There were no drug-related treatment withdrawals or no drug-related serious adverse events, or other safety findings of concern. In the Phase 2b vancomycin control arm, 14 out of 14 patients experienced Clinical Cure. The Company is confident that based on the pooled Phase 2 ibezapolstat Clinical Cure rate of 96% and the historical vancomycin cure rate of approximately 81% (Vancocin® Prescribing Information, January 2021), we will demonstrate non-inferiority of ibezapolstat to vancomycin in Phase 3 trials in accordance with the applicable FDA Guidance for Industry (October 2022).
The Phase 2b clinical trial segment was discontinued due to success. The Company made this decision in consultation with its medical and scientific advisors and statisticians based on observed aggregate blinded data and other factors, including the cost to maintain clinical trial sites and slow enrollment due to COVID-19 and its aftermath.
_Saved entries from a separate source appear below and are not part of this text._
//! Refresh-paced scheduling loop.
//!
//! One tick runs sample -> classify -> detect -> emit -> render, strictly in
//! sequence on the session thread. Ticks never overlap.
//!
//! The session is responsible for:
//! - pacing ticks to the configured refresh rate
//! - owning the capture source and classifier for its whole lifetime
//! - releasing both on teardown, including a teardown during setup
//!
//! The session MUST NOT:
//! - open or reconnect the game-server channel (it only writes to it)
//! - let a render failure affect detection or emission

use anyhow::{anyhow, bail, Context, Result};
use std::sync::atomic::{AtomicBool, Ordering};
use std::sync::Arc;
use std::thread::JoinHandle;
use std::time::{Duration, Instant};

use crate::detect::{ClassifierAdapter, GestureClassifier};
use crate::emit::{Delivery, EmitStats, EventEmitter, OutboundEvent, Protocol};
use crate::frame::FrameSampler;
use crate::gesture::{DetectorConfig, EdgeDecision, EdgeDetector, EdgeState, LabelVocabulary};
use crate::ingest::VideoSource;
use crate::render::{render_guarded, RenderSink};
use crate::transport::Channel;

const STOP_POLL: Duration = Duration::from_millis(10);

#[derive(Clone, Debug)]
pub struct SessionConfig {
    /// Ticks per second.
    pub refresh_hz: u32,
    pub detector: DetectorConfig,
    pub protocol: Protocol,
    pub vocabulary: LabelVocabulary,
}

impl Default for SessionConfig {
    fn default() -> Self {
        Self {
            refresh_hz: 60,
            detector: DetectorConfig::default(),
            protocol: Protocol::default(),
            vocabulary: LabelVocabulary::default(),
        }
    }
}

/// Cloneable stop flag shared with signal handlers and other threads.
#[derive(Clone, Debug, Default)]
pub struct StopHandle(Arc<AtomicBool>);

impl StopHandle {
    pub fn new() -> Self {
        Self::default()
    }

    pub fn stop(&self) {
        self.0.store(true, Ordering::SeqCst);
    }

    pub fn is_stopped(&self) -> bool {
        self.0.load(Ordering::SeqCst)
    }

    /// Sleep for `duration`, waking early on stop. Returns false if stopped.
    pub fn sleep(&self, duration: Duration) -> bool {
        let deadline = Instant::now() + duration;
        loop {
            if self.is_stopped() {
                return false;
            }
            let now = Instant::now();
            if now >= deadline {
                return true;
            }
            std::thread::sleep(STOP_POLL.min(deadline - now));
        }
    }
}

/// Fixed-interval tick pacing.
///
/// The next deadline is the previous deadline plus one interval. A tick that
/// starts late resynchronizes to "now" instead of bursting to catch up.
#[derive(Clone, Debug)]
pub struct RefreshClock {
    interval: Duration,
    next: Option<Instant>,
}

impl RefreshClock {
    pub fn new(refresh_hz: u32) -> Self {
        Self {
            interval: Duration::from_secs(1) / refresh_hz.max(1),
            next: None,
        }
    }

    pub fn interval(&self) -> Duration {
        self.interval
    }

    /// How long to wait from `now` before the next tick, and schedule the one after.
    pub fn advance(&mut self, now: Instant) -> Duration {
        match self.next {
            Some(deadline) if deadline > now => {
                self.next = Some(deadline + self.interval);
                deadline - now
            }
            _ => {
                self.next = Some(now + self.interval);
                Duration::ZERO
            }
        }
    }
}

/// What one tick did.
#[derive(Clone, Debug, Default)]
pub struct TickReport {
    /// A new frame was sampled; false means the tick was a no-op.
    pub sampled: bool,
    pub timestamp: Option<Duration>,
    pub hands: usize,
    pub decision: Option<EdgeDecision>,
    pub deliveries: Vec<(OutboundEvent, Delivery)>,
}

impl TickReport {
    pub fn fired(&self) -> bool {
        self.decision.map(|d| d.fired()).unwrap_or(false)
    }

    pub fn sent(&self) -> usize {
        self.deliveries.iter().filter(|(_, d)| d.is_sent()).count()
    }
}

#[derive(Clone, Copy, Debug, Default, PartialEq, Eq)]
pub struct SessionSummary {
    pub ticks: u64,
    pub frames: u64,
    pub classifier_calls: u64,
    pub shots: u64,
    pub sent: u64,
    pub dropped: u64,
}

pub struct Session {
    refresh_hz: u32,
    sampler: FrameSampler,
    adapter: ClassifierAdapter,
    detector: EdgeDetector,
    emitter: EventEmitter,
    channel: Box<dyn Channel>,
    sink: Box<dyn RenderSink>,
    stop: StopHandle,
    ticks: u64,
    shots: u64,
}

impl Session {
    /// Build a session around an already acquired source.
    pub fn new(
        config: &SessionConfig,
        source: Box<dyn VideoSource>,
        classifier: Option<Box<dyn GestureClassifier>>,
        channel: Box<dyn Channel>,
        sink: Box<dyn RenderSink>,
    ) -> Self {
        Self {
            refresh_hz: config.refresh_hz,
            sampler: FrameSampler::new(source),
            adapter: ClassifierAdapter::new(classifier, config.vocabulary.clone()),
            detector: EdgeDetector::new(config.detector.clone()),
            emitter: EventEmitter::new(config.protocol.clone()),
            channel,
            sink,
            stop: StopHandle::new(),
            ticks: 0,
            shots: 0,
        }
    }

    /// Use an externally owned stop flag.
    pub fn with_stop_handle(mut self, stop: StopHandle) -> Self {
        self.stop = stop;
        self
    }

    pub fn stop_handle(&self) -> StopHandle {
        self.stop.clone()
    }

    pub fn edge_state(&self) -> EdgeState {
        self.detector.state()
    }

    pub fn emit_stats(&self) -> EmitStats {
        self.emitter.stats()
    }

    pub fn summary(&self) -> SessionSummary {
        let emitted = self.emitter.stats();
        SessionSummary {
            ticks: self.ticks,
            frames: self.sampler.stats().sampled,
            classifier_calls: self.adapter.calls(),
            shots: self.shots,
            sent: emitted.sent,
            dropped: emitted.dropped,
        }
    }

    /// Run one tick. Without a new frame nothing else happens.
    pub fn tick(&mut self) -> TickReport {
        self.ticks += 1;
        let Some(sample) = self.sampler.sample() else {
            return TickReport::default();
        };

        let observations = self.adapter.classify(&sample);
        let decision = self.detector.observe(&observations);
        if decision.fired() {
            self.shots += 1;
        }
        let deliveries = self.emitter.dispatch(&decision, self.channel.as_ref());
        render_guarded(self.sink.as_mut(), &sample.frame.info(), &observations);

        log::trace!(
            "tick {} t={:?} hands={} {:?}",
            self.ticks,
            sample.timestamp,
            observations.len(),
            decision.transition
        );
        TickReport {
            sampled: true,
            timestamp: Some(sample.timestamp),
            hands: observations.len(),
            decision: Some(decision),
            deliveries,
        }
    }

    /// Tick at the refresh rate until stopped.
    pub fn run(&mut self) {
        let mut clock = RefreshClock::new(self.refresh_hz);
        log::info!(
            "session running at {} Hz (interval {:?})",
            self.refresh_hz,
            clock.interval()
        );
        while !self.stop.is_stopped() {
            let wait = clock.advance(Instant::now());
            if !wait.is_zero() && !self.stop.sleep(wait) {
                break;
            }
            self.tick();
        }
        log::info!("session stopped after {} ticks", self.ticks);
    }

    /// Release the capture source and close the classifier.
    pub fn teardown(mut self) -> SessionSummary {
        self.stop.stop();
        let summary = self.summary();
        self.sampler.release();
        self.adapter.close();
        summary
    }
}

// ----------------------------------------------------------------------------
// Threaded launch
// ----------------------------------------------------------------------------

pub type SourceFactory = Box<dyn FnOnce() -> Result<Box<dyn VideoSource>> + Send>;
/// Receives the session's stop handle so a slow classifier start can be abandoned.
pub type ClassifierFactory =
    Box<dyn FnOnce(&StopHandle) -> Result<Box<dyn GestureClassifier>> + Send>;

/// Everything a session needs, with slow setup steps deferred to the session thread.
pub struct SessionParts {
    pub config: SessionConfig,
    pub open_source: SourceFactory,
    pub create_classifier: ClassifierFactory,
    pub channel: Box<dyn Channel>,
    pub sink: Box<dyn RenderSink>,
}

pub struct SessionHandle {
    stop: StopHandle,
    thread: Option<JoinHandle<Result<SessionSummary>>>,
}

impl SessionHandle {
    pub fn stop_handle(&self) -> StopHandle {
        self.stop.clone()
    }

    pub fn stop(&self) {
        self.stop.stop();
    }

    pub fn is_finished(&self) -> bool {
        self.thread.as_ref().map(|t| t.is_finished()).unwrap_or(true)
    }

    /// Wait for the session thread to end on its own.
    pub fn join(mut self) -> Result<SessionSummary> {
        self.join_inner()
    }

    /// Stop the session (or abort its setup) and wait for resources to be released.
    pub fn teardown(mut self) -> Result<SessionSummary> {
        self.stop.stop();
        self.join_inner()
    }

    fn join_inner(&mut self) -> Result<SessionSummary> {
        match self.thread.take() {
            Some(thread) => thread
                .join()
                .map_err(|_| anyhow!("session thread panicked"))?,
            None => Ok(SessionSummary::default()),
        }
    }
}

impl Drop for SessionHandle {
    fn drop(&mut self) {
        self.stop.stop();
        if let Err(e) = self.join_inner() {
            log::debug!("session ended with error: {:#}", e);
        }
    }
}

/// Start a session on its own thread.
///
/// Setup (camera acquire, classifier creation) happens on that thread. The
/// stop flag is checked after each step, and anything already acquired is
/// released if a stop arrived in the meantime.
pub fn launch(parts: SessionParts) -> Result<SessionHandle> {
    let stop = StopHandle::new();
    let thread = {
        let stop = stop.clone();
        std::thread::Builder::new()
            .name("gesture-session".to_string())
            .spawn(move || run_session(parts, stop))
            .context("spawn session thread")?
    };
    Ok(SessionHandle {
        stop,
        thread: Some(thread),
    })
}

fn run_session(parts: SessionParts, stop: StopHandle) -> Result<SessionSummary> {
    let SessionParts {
        config,
        open_source,
        create_classifier,
        channel,
        sink,
    } = parts;

    let mut source = match open_source().and_then(|mut source| {
        source.acquire()?;
        Ok(source)
    }) {
        Ok(source) => source,
        Err(e) => {
            log::error!("camera unavailable: {:#}", e);
            return Err(e.context("camera unavailable"));
        }
    };
    log::info!("acquired video source {}", source.name());
    if stop.is_stopped() {
        source.release();
        log::info!("stopped during setup; released {}", source.name());
        return Ok(SessionSummary::default());
    }

    let classifier = match create_classifier(&stop).and_then(|mut classifier| {
        classifier.warm_up()?;
        Ok(classifier)
    }) {
        Ok(classifier) => classifier,
        Err(e) if stop.is_stopped() => {
            source.release();
            log::info!("stopped during classifier setup ({:#}); released {}", e, source.name());
            return Ok(SessionSummary::default());
        }
        Err(e) => {
            source.release();
            log::error!("gesture classifier unavailable: {:#}", e);
            return Err(e.context("gesture classifier unavailable"));
        }
    };
    log::info!("gesture classifier {} ready", classifier.name());

    let mut session = Session::new(&config, source, Some(classifier), channel, sink)
        .with_stop_handle(stop.clone());
    if !stop.is_stopped() {
        session.run();
    }
    let summary = session.teardown();
    log::info!(
        "session summary: ticks={} frames={} shots={} sent={} dropped={}",
        summary.ticks,
        summary.frames,
        summary.shots,
        summary.sent,
        summary.dropped
    );
    Ok(summary)
}

/// Validate settings before a session is built from them.
pub fn validate_refresh_hz(refresh_hz: u32) -> Result<()> {
    if !(1..=240).contains(&refresh_hz) {
        bail!("refresh rate must be within 1..=240 Hz, got {}", refresh_hz);
    }
    Ok(())
}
The Company had determined that the trial performed as anticipated for both treatments, ibezapolstat and the control antibiotic vancomycin (a standard of care to treat patients with CDI), with high rates of clinical cure observed across the trial.
The Phase 2b trial was originally designed to be a non-inferiority (NI) trial and later amended to include an interim efficacy analysis with review by an Independent Data Monitoring Committee (IDMC). The decision to end the trial early based on blinded clinical observations obviated the need for an interim analysis, IDMC review, and NI assessment. The Company determined, in consultation with its clinical and statistical experts, that presenting clinical cure rates for the primary efficacy endpoint is the most appropriate representation for the clinical activity of ibezapolstat in treating CDI.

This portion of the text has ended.